» **PROVIDED ENTRIES**
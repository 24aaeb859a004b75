//! init/restart/destroy scenarios, including the pending-replacement path.

#[cfg(test)]
mod tests {
  use pretty_assertions::assert_eq;

  use crate::{
    LoaderError, LoaderId,
    manager::__tests__::helpers::{Rig, finished, reset},
  };

  const ID: LoaderId = LoaderId(1);

  #[test]
  fn test_init_delivers_once() {
    let mut rig = Rig::new(true);
    let rec = rig.recorder(100);

    rig.manager.init_loader(ID, None, rec.clone()).unwrap();
    assert!(rig.manager.has_running_loaders());
    rig.settle();

    assert_eq!(rig.events(), vec![finished(1, 101)]);
    assert!(!rig.manager.has_running_loaders());
    assert_eq!(rec.creates.get(), 1);
  }

  #[test]
  fn test_init_existing_reuses_loader_and_redelivers() {
    let mut rig = Rig::new(true);
    let rec = rig.recorder(100);
    let first = rig.manager.init_loader(ID, None, rec.clone()).unwrap().key();
    rig.settle();
    rig.events();

    let second = rig.manager.init_loader(ID, None, rec.clone()).unwrap().key();
    assert_eq!(first, second);
    assert_eq!(rec.creates.get(), 1);
    assert_eq!(rig.events(), vec![finished(1, 101)]);
    assert_eq!(rig.executor.pending(), 0);
  }

  #[test]
  fn test_init_on_stopped_manager_does_not_start() {
    let mut rig = Rig::new(false);
    let rec = rig.recorder(100);
    let loader = rig.manager.init_loader(ID, None, rec).unwrap();
    assert!(!loader.is_started());
    assert_eq!(rig.executor.pending(), 0);

    rig.manager.do_start().unwrap();
    rig.settle();
    assert_eq!(rig.events(), vec![finished(1, 101)]);
  }

  #[test]
  fn test_restart_with_data_keeps_old_handle_inactive() {
    let mut rig = Rig::new(true);
    let first = rig.recorder(100);
    let second = rig.recorder(200);
    let old_key = rig.manager.init_loader(ID, None, first).unwrap().key();
    rig.settle();
    rig.events();

    let new_key = rig.manager.restart_loader(ID, None, second).unwrap().key();
    assert_ne!(old_key, new_key);

    let inactive = rig.manager.inactive_handle(ID).expect("old handle kept");
    assert_eq!(inactive.loader().key(), old_key);
    assert!(inactive.loader().is_abandoned());
    assert_eq!(inactive.data(), Some(&101));
    assert_eq!(rig.manager.handle(ID).map(|h| h.loader().key()), Some(new_key));

    // The new result retires the inactive handle without a reset callback.
    rig.settle();
    assert_eq!(rig.events(), vec![finished(1, 201)]);
    assert!(rig.manager.inactive_handle(ID).is_none());
  }

  #[test]
  fn test_restart_while_running_queues_pending_until_cancelled() {
    let mut rig = Rig::new(true);
    rig.manager.init_loader(ID, None, rig.recorder(100)).unwrap();
    rig.settle();
    assert_eq!(rig.events(), vec![finished(1, 101)]);

    // Second loader starts running; the first sits in the inactive slot.
    rig.manager.restart_loader(ID, None, rig.recorder(200)).unwrap();
    assert_eq!(rig.executor.pending(), 1);

    // Third restart before the second delivers: cancel it, queue a pending handle.
    let third = rig.recorder(300);
    let pending_key = rig.manager.restart_loader(ID, None, third.clone()).unwrap().key();
    let active = rig.manager.handle(ID).unwrap();
    let pending = active.pending().expect("pending handle queued");
    assert_eq!(pending.loader().key(), pending_key);
    assert!(!pending.is_started());
    assert_eq!(rig.manager.get_loader(ID).map(|l| l.key()), Some(pending_key));

    rig.settle();
    assert_eq!(rig.events(), vec![finished(1, 301)]);
    assert_eq!(rig.manager.handle(ID).map(|h| h.loader().key()), Some(pending_key));
    assert!(rig.manager.inactive_handle(ID).is_none());
    assert_eq!(third.creates.get(), 1);
  }

  #[test]
  fn test_stale_result_never_reaches_consumer() {
    let mut rig = Rig::new(true);
    rig.manager.init_loader(ID, None, rig.recorder(100)).unwrap();
    rig.settle();
    rig.events();

    rig.manager.restart_loader(ID, None, rig.recorder(200)).unwrap();
    // The second load completes on the worker, but the owner has not seen it.
    rig.executor.run_all();

    rig.manager.restart_loader(ID, None, rig.recorder(300)).unwrap();
    rig.settle();

    assert_eq!(rig.events(), vec![finished(1, 301)]);
  }

  #[test]
  fn test_refused_cancel_replaces_handle_and_its_pending() {
    let mut rig = Rig::new(true);
    rig.manager.init_loader(ID, None, rig.recorder(100)).unwrap();
    rig.settle();
    rig.manager.restart_loader(ID, None, rig.recorder(200)).unwrap();
    rig.manager.restart_loader(ID, None, rig.recorder(300)).unwrap();
    rig.events();

    // The running loader is already cancelling, so this one is refused and
    // the active handle is replaced outright.
    let key = rig.manager.restart_loader(ID, None, rig.recorder(400)).unwrap().key();
    assert_eq!(rig.manager.handle(ID).map(|h| h.loader().key()), Some(key));
    assert!(rig.manager.handle(ID).unwrap().pending().is_none());

    rig.settle();
    assert_eq!(rig.events(), vec![finished(1, 401)]);
  }

  #[test]
  fn test_restart_on_stopped_manager_replaces_directly() {
    let mut rig = Rig::new(false);
    let first = rig.manager.init_loader(ID, None, rig.recorder(100)).unwrap().key();
    let second = rig.manager.restart_loader(ID, None, rig.recorder(200)).unwrap().key();
    assert_eq!(rig.manager.inactive_handle(ID).map(|h| h.loader().key()), Some(first));

    // Not started, so the cancel is refused and the current handle goes away.
    let third = rig.manager.restart_loader(ID, None, rig.recorder(300)).unwrap().key();
    assert_ne!(second, third);
    assert_eq!(rig.manager.handle(ID).map(|h| h.loader().key()), Some(third));
    assert_eq!(rig.manager.inactive_handle(ID).map(|h| h.loader().key()), Some(first));
    assert_eq!(rig.manager.len(), 1);
  }

  #[test]
  fn test_restart_sequences_keep_single_active_handle() {
    let mut rig = Rig::new(true);
    for round in 0..6u32 {
      let rec = rig.recorder(round * 100);
      if round % 2 == 0 {
        rig.manager.restart_loader(ID, None, rec).unwrap();
      } else {
        rig.manager.init_loader(ID, None, rec).unwrap();
      }
      if round % 3 == 2 {
        rig.step();
      }
      assert_eq!(rig.manager.len(), 1);
    }
    rig.settle();
    assert_eq!(rig.manager.len(), 1);
    assert!(rig.manager.handle(ID).unwrap().has_data());
  }

  #[test]
  fn test_factory_error_leaves_manager_untouched() {
    let mut rig = Rig::new(true);
    let key = rig.manager.init_loader(ID, None, rig.recorder(100)).unwrap().key();
    rig.settle();

    let broken = rig.recorder(200);
    broken.fail_create.set(true);
    let err = rig.manager.restart_loader(ID, None, broken).unwrap_err();
    assert_eq!(err, LoaderError::factory(ID, "factory refused"));
    assert_eq!(rig.manager.handle(ID).map(|h| h.loader().key()), Some(key));
    assert!(rig.manager.inactive_handle(ID).is_none());
  }

  #[test]
  fn test_destroy_loader_resets_delivered_data() {
    let mut rig = Rig::new(true);
    rig.manager.init_loader(ID, None, rig.recorder(100)).unwrap();
    rig.settle();
    rig.events();

    rig.manager.destroy_loader(ID);
    assert_eq!(rig.events(), vec![reset(1)]);
    assert!(rig.manager.handle(ID).is_none());
    assert!(rig.manager.get_loader(ID).is_none());
  }

  #[test]
  fn test_destroy_loader_removes_inactive_too() {
    let mut rig = Rig::new(true);
    rig.manager.init_loader(ID, None, rig.recorder(100)).unwrap();
    rig.settle();
    rig.manager.restart_loader(ID, None, rig.recorder(200)).unwrap();
    rig.events();

    rig.manager.destroy_loader(ID);
    assert!(rig.manager.handle(ID).is_none());
    assert!(rig.manager.inactive_handle(ID).is_none());
    // The in-flight load finishes after its loader is gone.
    rig.settle();
    assert_eq!(rig.events(), vec![reset(1)]);
  }
}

» **PROBLEM**
Gather each line in the data that holds the string "LoaderId".

» **SOLUTION BELOW**
    LoaderError, LoaderId,
  const ID: LoaderId = LoaderId(1);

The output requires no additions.